EXHIBITION

The sound of the word is beyond sense

(bis) | oficina de proyectos, Valle del Cauca, Cali, 07/17/2015 - 08/15/2015

Calle 23 Norte # 6AN-17, Cali

ABOUT

BEYOND SENSE
On the Arche-types of Monika Bravo

Where to begin?
I don’t even know how to ask.
Too many tongues are mixed in my mouth. But
at the crossing of these winds,
very diligent, I immerse myself
in the laws of the heavenly grammar: I am learning
the declensions and ascensions of silence.
Dan Pagis*

As if entering an unknown landscape—pure and remote, without a known history or familiar signs—we are placed here on a sort of journey, perhaps a journey inward, similar to the one that Basque writer and philosopher Miguel de Unamuno relates to our experience with Nature, or what Mallarmé called the Spiritual Universe, or what Malevich understood as the space of the wilderness. Beyond the limits of personal, individual experience, in an attempt to identify spiritually with the cosmic environment of the universal landscape by means of the artwork, our task seems to be designed to approach a sort of primal entity having no meaning or time.

This journey might take a lifetime, but here, through the magic of the artist’s devices—which are not really different from the “instant Nirvana” that Timothy Leary talks about when referring to LSD—we may experience that collective, inherited, unconscious idea, the pattern of thought or image, that Jungian psychology calls Archetype.
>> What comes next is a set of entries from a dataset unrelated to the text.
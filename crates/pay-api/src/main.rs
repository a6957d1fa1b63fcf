//! # Event Checkout
//!
//! Event registration and Razorpay payment backend.
//!
//! ## Usage
//!
//! ```bash
//! # Set environment variables
//! export DATABASE_URL=postgres://localhost/events
//! export RAZORPAY_KEY_ID=rzp_test_...
//! export RAZORPAY_KEY_SECRET=...
//! export JWT_SECRET=...
//!
//! # Run the server
//! event-checkout
//! ```

use pay_api::{routes, state::AppState};
use tracing::{info, warn, Level};
use tracing_subscriber::{fmt, prelude::*, EnvFilter};

fn init_tracing() {
    let filter = EnvFilter::builder()
        .with_default_directive(Level::INFO.into())
        .from_env_lossy();

    let json = std::env::var("LOG_FORMAT")
        .map(|f| f.eq_ignore_ascii_case("json"))
        .unwrap_or(false);

    if json {
        tracing_subscriber::registry()
            .with(fmt::layer().json())
            .with(filter)
            .init();
    } else {
        tracing_subscriber::registry()
            .with(fmt::layer())
            .with(filter)
            .init();
    }
}

#[tokio::main]
async fn main() -> anyhow::Result<()> {
    dotenvy::dotenv().ok();
    init_tracing();

    print_banner();

    let state = AppState::new().await?;

    let addr = state.config.socket_addr()?;
    let is_prod = state.config.is_production();

    info!("Environment: {}", state.config.environment);
    info!("Payment gateway key: {}", state.checkout.key_id());
    if state.config.admin_emails.is_empty() {
        warn!("ADMIN_EMAILS is empty; event creation is disabled");
    }
    if state.config.allowed_origins.is_empty() {
        warn!("ALLOWED_ORIGINS is empty; CORS is permissive");
    }

    let app = routes::create_router(state);

    info!("Event checkout listening on http://{}", addr);

    if !is_prod {
        info!("Health: http://{}/health", addr);
        info!("Create order: POST http://{}/api/v1/payment/createOrder", addr);
        info!("Verify payment: POST http://{}/api/v1/payment/verifyPayment", addr);
    }

    let listener = tokio::net::TcpListener::bind(addr).await?;
    axum::serve(listener, app)
        .with_graceful_shutdown(shutdown_signal())
        .await?;

    info!("Server stopped");
    Ok(())
}

async fn shutdown_signal() {
    let ctrl_c = async {
        if let Err(e) = tokio::signal::ctrl_c().await {
            warn!(error = %e, "failed to listen for ctrl-c");
            std::future::pending::<()>().await;
        }
    };

    #[cfg(unix)]
    let terminate = async {
        match tokio::signal::unix::signal(tokio::signal::unix::SignalKind::terminate()) {
            Ok(mut signal) => {
                signal.recv().await;
            }
            Err(e) => {
                warn!(error = %e, "failed to listen for SIGTERM");
                std::future::pending::<()>().await;
            }
        }
    };

    #[cfg(not(unix))]
    let terminate = std::future::pending::<()>();

    tokio::select! {
        _ = ctrl_c => {},
        _ = terminate => {},
    }

    info!("Shutdown signal received, draining connections");
}

fn print_banner() {
    println!(
        r#"
  Event Checkout
  ━━━━━━━━━━━━━━━━━━━━━━━
  Registrations & Razorpay payments
  Version: {}

"#,
        env!("CARGO_PKG_VERSION")
    );
}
And yet, this is not necessarily a direct experience, but a reading.

We want to read from within a place that is not the collection of the work’s beautiful elements, its singular features, or its memorable moments, but rather the intensity of its visual and aesthetic palimpsest, of colors and letters that do not seek harmony or reason. Instead, they are all signs for the absence of definable meaning. So we may say that we are reading from a site in which we are placed on the edge of an abysmal void.
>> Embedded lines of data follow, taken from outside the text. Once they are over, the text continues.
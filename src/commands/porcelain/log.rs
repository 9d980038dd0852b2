use crate::areas::repository::Repository;
use colored::Colorize;
use std::io::Write;

impl Repository {
    /// Show all commits, newest first
    pub fn log(&mut self) -> anyhow::Result<()> {
        self.ensure_initialized()?;

        let mut commits = self.database().list_commits()?;
        commits.sort_by(|a, b| b.date().cmp(a.date()));

        if commits.is_empty() {
            writeln!(self.writer(), "no history yet")?;
            return Ok(());
        }

        for commit in &commits {
            writeln!(
                self.writer(),
                "{} - {} : {}",
                commit.id().to_short().yellow(),
                commit.date().format("%Y-%m-%d %H:%M:%S"),
                commit.message()
            )?;
        }

        Ok(())
    }
}
//! Staging area
//!
//! The staging area tracks files awaiting the next commit, each as a full
//! content snapshot. It is persisted as a single JSON record mapping
//! relative paths to snapshots; the record is removed from disk entirely
//! once the set is empty, so its absence means "nothing staged".
//!
//! Re-staging a path overwrites the previous entry. A commit consumes the
//! whole set at once; the set is never partially cleared.

use crate::areas::store::RecordStore;
use crate::artifacts::objects::commit::{FileSnapshot, SnapshotSet};
use std::path::{Path, PathBuf};

/// Record key of the staging area inside the control directory
const STAGING_RECORD: &str = "staging.json";

#[derive(Debug)]
pub struct Staging {
    store: RecordStore,
    entries: SnapshotSet,
}

impl Staging {
    pub fn new(store: RecordStore) -> Self {
        Staging {
            store,
            entries: SnapshotSet::new(),
        }
    }

    /// Load the staging record from disk, replacing in-memory entries
    ///
    /// A missing or unparsable record loads as an empty set.
    pub fn rehydrate(&mut self) -> anyhow::Result<()> {
        self.entries = self.store.load(STAGING_RECORD);

        Ok(())
    }

    /// Insert or overwrite a staged entry
    pub fn add(&mut self, path: PathBuf, snapshot: FileSnapshot) {
        self.entries.insert(path, snapshot);
    }

    pub fn is_empty(&self) -> bool {
        self.entries.is_empty()
    }

    pub fn paths(&self) -> impl Iterator<Item = &Path> {
        self.entries.keys().map(PathBuf::as_path)
    }

    /// Consume the whole staging set, leaving it empty
    pub fn take_entries(&mut self) -> SnapshotSet {
        std::mem::take(&mut self.entries)
    }

    /// Persist the staging set; an empty set removes the record from disk
    pub fn write_updates(&mut self) -> anyhow::Result<()> {
        if self.entries.is_empty() {
            self.store.remove(STAGING_RECORD)?;
        } else {
            self.store.save(STAGING_RECORD, &self.entries)?;
        }

        Ok(())
    }
}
We have been here before—you may think. And someone says that, after White Square on a White Ground, “it almost seemed as though Malevich had created a black hole with his paintings that devoured modern art and then gave birth to new universes. After Malevich, paintings were ‘purified’ and ‘emptied.’ Painters pursued art ‘as such,’ reducing their paintings to pure color or geometric form and stripping them down to their fundaments: the painted surface and the support. Archetypes were conjured up and final images painted once more. There were images of nothingness, of a sublime something, and an ominous everything. Painting became ontological and philosophical, entirely material or entirely spiritual” (1).
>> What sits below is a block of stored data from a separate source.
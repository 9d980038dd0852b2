//! Core repository components
//!
//! This module contains the fundamental building blocks of a jot repository:
//!
//! - `store`: persistent JSON record store rooted at the control directory
//! - `staging`: staging area for files awaiting the next commit
//! - `database`: commit record storage
//! - `refs`: branch reference table and HEAD configuration
//! - `repository`: high-level repository operations and coordination
//! - `workspace`: working directory file system operations

pub mod database;
pub mod refs;
pub mod repository;
pub mod staging;
pub mod store;
pub mod workspace;
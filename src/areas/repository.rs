use crate::areas::database::Database;
use crate::areas::refs::Refs;
use crate::areas::staging::Staging;
use crate::areas::store::RecordStore;
use crate::areas::workspace::Workspace;
use crate::artifacts::core::RepoError;
use std::cell::{RefCell, RefMut};
use std::path::{Path, PathBuf};
use std::sync::Arc;
use tokio::sync::Mutex;

/// Name of the reserved control directory inside the working tree
pub const CONTROL_DIR: &str = ".jot";

pub struct Repository {
    path: Box<Path>,
    writer: RefCell<Box<dyn std::io::Write>>,
    staging: Arc<Mutex<Staging>>,
    database: Database,
    refs: Refs,
    workspace: Workspace,
}

impl Repository {
    pub fn new(path: &str, writer: Box<dyn std::io::Write>) -> anyhow::Result<Self> {
        let path = Path::new(path);

        if !path.exists() {
            std::fs::create_dir_all(path)?;
        }
        let path = path.canonicalize()?;

        let store = RecordStore::new(path.join(CONTROL_DIR).into_boxed_path());
        let staging = Staging::new(store.clone());
        let database = Database::new(store.clone());
        let refs = Refs::new(store);
        let workspace = Workspace::new(path.clone().into_boxed_path());

        Ok(Repository {
            path: path.into_boxed_path(),
            writer: RefCell::new(writer),
            staging: Arc::new(Mutex::new(staging)),
            database,
            refs,
            workspace,
        })
    }

    pub fn path(&self) -> &Path {
        &self.path
    }

    pub fn control_path(&self) -> PathBuf {
        self.path.join(CONTROL_DIR)
    }

    pub fn writer(&'_ self) -> RefMut<'_, Box<dyn std::io::Write>> {
        self.writer.borrow_mut()
    }

    pub fn staging(&self) -> Arc<Mutex<Staging>> {
        self.staging.clone()
    }

    pub fn database(&self) -> &Database {
        &self.database
    }

    pub fn refs(&self) -> &Refs {
        &self.refs
    }

    pub fn workspace(&self) -> &Workspace {
        &self.workspace
    }

    pub fn is_initialized(&self) -> bool {
        self.control_path().exists()
    }

    /// Every operation except `init` requires an existing control directory;
    /// a repository is never auto-initialized.
    pub(crate) fn ensure_initialized(&self) -> anyhow::Result<()> {
        if self.is_initialized() {
            Ok(())
        } else {
            Err(RepoError::NotInitialized.into())
        }
    }
}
Indeed we have been here before—long before. But where to begin? In the beginning was the word, it is written. But the word in this place is not a word, and it is not even a beginning. The letters we encounter here are examples of a modular stencil sans-serif typeface, Archetype Albers, based upon a series of experiments between 1926 and 1931 by Josef Albers at the Bauhaus. Here, they are not used to make up any word, and they can hardly make any sense. The artist declares that the sound of the word is beyond sense. In other words, “the sound” (as form) begins not with a meaning, but with vibrations, waves, and energy, a sort of rhythm that perhaps might be capable of transforming itself into meaning. But what meaning are we talking about when addressing what is beyond sense?

Referring to poetry, Amittai Aviram explains that “the irreducible element of unreadability” can be identified with the principle of Dionysus presented by Friedrich Nietzsche in his The Birth of Tragedy, and, indeed, the relation between poetry/art form and meaning matches up with Nietzsche’s dyad of the somewhat allegorical figures, derived from Greek myth, of Dionysus and Apollo. “[T]he relation between them is what makes poetry possible; neither can really exist in isolation” (2). The author goes on to say that, beyond music and intoxication, Dionysus offers a profound truth: “that our … individuality, and the … discreteness of everything in the world that we perceive, is in fact a product of the very veil of illusion for which the Apollinian principle is responsible. In other words, the potentially overwhelming truth is that the ‘real reality, behind all this show of appearances’ (to borrow Walt Whitman’s phrase), is a kind of nothingness, a primal unity, having no space, time, or other mode of individuation” (3). In Derrida’s terms, “there is nothing outside the text … no entities that could be identified as such, since the very process of identification requires such things as subjectivity and perception”. As Aviram reminds us, in Derrida’s view, “these functions are aspects of the ‘text’ —the sign system—in which we live and breathe, insofar as we are we. Our identities and identifiable individual entities around us are constructs made possible, according to Nietzsche, by the veil of illusion, or, according to Derrida, by the system of language” (4).

The reading gets a bit more complicated, not just because of Derrida’s emphasis on the elusive relationship between words and images: “And if I love words it is also because of their ability to escape their proper form, whether they interest me as visible things, letters representing the spatial visibility of the word, or as something musical or audible. That is to say, I am also interested in words, paradoxically, to the extent that they are nondiscursive, for that’s how they can be used to explode discourse… It’s when words start to go crazy… and no longer behave properly in regard to discourse that they have more rapport with the other arts, and conversely this reveals how the apparently nondiscursive arts such as photography and painting correspond to the linguistic scene..” (5). In addition to all this, the complication comes from the proliferation of colors, which actually distinguishes this and most of Bravo’s recent works.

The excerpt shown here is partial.